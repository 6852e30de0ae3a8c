use chrono::{DateTime, Utc};
use serde::Serialize;
use sqlx::FromRow;

/// Full user row. Deliberately not `Serialize`: the password hash must never
/// leave the process. Responses go through [`UserPublic`].
#[derive(Debug, Clone, FromRow)]
pub struct User {
    pub id: i64,
    pub fullname: String,
    pub email: String,
    pub password_hash: String,
    pub role: String,
    pub date_created: DateTime<Utc>,
    pub skills: Option<String>,
    pub location: Option<String>,
    pub experience_level: Option<String>,
    pub profile_picture: Option<String>,
    pub resume: Option<String>,
}

/// The public projection of a user returned by every endpoint.
#[derive(Debug, Clone, Serialize)]
pub struct UserPublic {
    pub id: i64,
    pub fullname: String,
    pub email: String,
    pub role: String,
    pub date_created: DateTime<Utc>,
    pub skills: Option<String>,
    pub location: Option<String>,
    pub experience_level: Option<String>,
    pub profile_picture: Option<String>,
    pub resume: Option<String>,
}

impl From<User> for UserPublic {
    fn from(user: User) -> Self {
        UserPublic {
            id: user.id,
            fullname: user.fullname,
            email: user.email,
            role: user.role,
            date_created: user.date_created,
            skills: user.skills,
            location: user.location,
            experience_level: user.experience_level,
            profile_picture: user.profile_picture,
            resume: user.resume,
        }
    }
}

○ ○ ○ ○ ○

A verbatim restatement of all the entries above is required.

→ **Solution**
repository 6852e30de0ae3a8c
use chrono::{DateTime, Utc};
use serde::Serialize;
use sqlx::FromRow;

/// Full user row. Deliberately not `Serialize`: the password hash must never
/// leave the process. Responses go through [`UserPublic`].
#[derive(Debug, Clone, FromRow)]
pub struct User {
    pub id: i64,
    pub fullname: String,
    pub email: String,
    pub password_hash: String,
    pub role: String,
    pub date_created: DateTime<Utc>,
    pub skills: Option<String>,
    pub location: Option<String>,
    pub experience_level: Option<String>,
    pub profile_picture: Option<String>,
    pub resume: Option<String>,
}

/// The public projection of a user returned by every endpoint.
#[derive(Debug, Clone, Serialize)]
pub struct UserPublic {
    pub id: i64,
    pub fullname: String,
    pub email: String,
    pub role: String,
    pub date_created: DateTime<Utc>,
    pub skills: Option<String>,
    pub location: Option<String>,
    pub experience_level: Option<String>,
    pub profile_picture: Option<String>,
    pub resume: Option<String>,
}

impl From<User> for UserPublic {
    fn from(user: User) -> Self {
        UserPublic {
            id: user.id,
            fullname: user.fullname,
            email: user.email,
            role: user.role,
            date_created: user.date_created,
            skills: user.skills,
            location: user.location,
            experience_level: user.experience_level,
            profile_picture: user.profile_picture,
            resume: user.resume,
        }
    }
}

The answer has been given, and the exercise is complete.